▸ Exercise description: Filter the records for "String" and keep each line that has it.

[Collected data]
☆ ☆ ☆ ☆
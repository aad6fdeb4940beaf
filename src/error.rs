use chrono::NaiveDate;
use thiserror::Error;

#[derive(Error, Debug)]
pub enum KpiError {
    #[error("No data available for `{kpi}` between {start} and {end}.")]
    EmptyWindow {
        kpi: String,
        start: NaiveDate,
        end: NaiveDate,
    },

    #[error("No data found for site `{site_id}`.")]
    SiteNotFound { site_id: String },

    #[error("No data found for `{site_id}` between {start} and {end}.")]
    SiteWindowEmpty {
        site_id: String,
        start: NaiveDate,
        end: NaiveDate,
    },

    #[error("No data available for {kpi_x} and {kpi_y}.")]
    PairEmpty { kpi_x: String, kpi_y: String },

    #[error("Dataset appears empty or could not be parsed.")]
    EmptyDataset,

    #[error("the Granger causality test requires at least {required} aligned observations, found {actual}")]
    InsufficientObservations { required: usize, actual: usize },

    #[error("unknown KPI column `{name}`{}", .suggestion.as_ref().map(|s| format!(" (closest match: `{s}`)")).unwrap_or_default())]
    UnknownKpi {
        name: String,
        suggestion: Option<String>,
    },

    #[error("numerical failure: {0}")]
    Numerical(String),

    #[error("Polars error: {0}")]
    Polars(#[from] polars::error::PolarsError),

    #[error("IO error: {0}")]
    Io(#[from] std::io::Error),

    #[error("JSON error: {0}")]
    Json(#[from] serde_json::Error),
}

impl KpiError {
    /// Whether this error carries its own user-facing report text.
    ///
    /// Reportable errors render verbatim at the dispatch boundary; everything
    /// else is wrapped in an "Error <doing action>: ..." line there.
    pub fn is_report(&self) -> bool {
        matches!(
            self,
            KpiError::EmptyWindow { .. }
                | KpiError::SiteNotFound { .. }
                | KpiError::SiteWindowEmpty { .. }
                | KpiError::PairEmpty { .. }
                | KpiError::EmptyDataset
        )
    }
}

pub type Result<T> = std::result::Result<T, KpiError>;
☆ ☆ ☆ ☆
▸ Output below:
        kpi: String,
    SiteNotFound { site_id: String },
        site_id: String,
    PairEmpty { kpi_x: String, kpi_y: String },
        name: String,
        suggestion: Option<String>,
    Numerical(String),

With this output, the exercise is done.